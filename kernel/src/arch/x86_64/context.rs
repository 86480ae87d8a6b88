//! Saved user-mode register state.
//!
//! One [`SavedRegisters`] lives in each [`crate::process::Process`]. It is
//! filled in by the syscall/timer trap entry before the scheduler or syscall
//! handler runs, and consumed by the usermode trampoline (`usermode.rs`)
//! when that process is dispatched again.

#![allow(dead_code)]

/// General-purpose register snapshot. Field order matches the push order in
/// the naked-asm trampolines in `usermode.rs` and `syscall.rs`.
#[derive(Debug, Clone, Copy)]
#[repr(C)]
pub struct SavedRegisters {
    pub r15: u64,
    pub r14: u64,
    pub r13: u64,
    pub r12: u64,
    pub r11: u64,
    pub r10: u64,
    pub r9: u64,
    pub r8: u64,
    pub rbp: u64,
    pub rdi: u64,
    pub rsi: u64,
    pub rdx: u64,
    pub rcx: u64,
    pub rbx: u64,
    pub rax: u64,
    /// Instruction pointer to resume at.
    pub rip: u64,
    /// User stack pointer.
    pub rsp: u64,
    /// RFLAGS at the time of the trap.
    pub rflags: u64,
}

impl SavedRegisters {
    pub const fn empty() -> Self {
        Self {
            r15: 0,
            r14: 0,
            r13: 0,
            r12: 0,
            r11: 0,
            r10: 0,
            r9: 0,
            r8: 0,
            rbp: 0,
            rdi: 0,
            rsi: 0,
            rdx: 0,
            rcx: 0,
            rbx: 0,
            rax: 0,
            rip: 0,
            rsp: 0,
            rflags: 0x202, // IF set, reserved bit 1 set
        }
    }

    /// Set up registers for a brand new process: entry point and top of
    /// stack (spec §4.4 step 8).
    pub fn for_new_process(entry: u64, stack_top: u64) -> Self {
        let mut regs = Self::empty();
        regs.rip = entry;
        regs.rsp = stack_top;
        regs
    }

    pub fn set_syscall_return(&mut self, value: i64) {
        self.rax = value as u64;
    }

    /// `setup_initial_stack` (spec §4.4): argc/argv/envc/envp go in
    /// rdi/rsi/rdx/rcx per this kernel's ABI.
    pub fn set_abi_args(&mut self, argc: u64, argv: u64, envc: u64, envp: u64) {
        self.rdi = argc;
        self.rsi = argv;
        self.rdx = envc;
        self.rcx = envp;
    }
}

____

What the task asks
A complete answer lists each line of the data that holds the word "regs".

Solved problem
        let mut regs = Self::empty();
        regs.rip = entry;
        regs.rsp = stack_top;
        regs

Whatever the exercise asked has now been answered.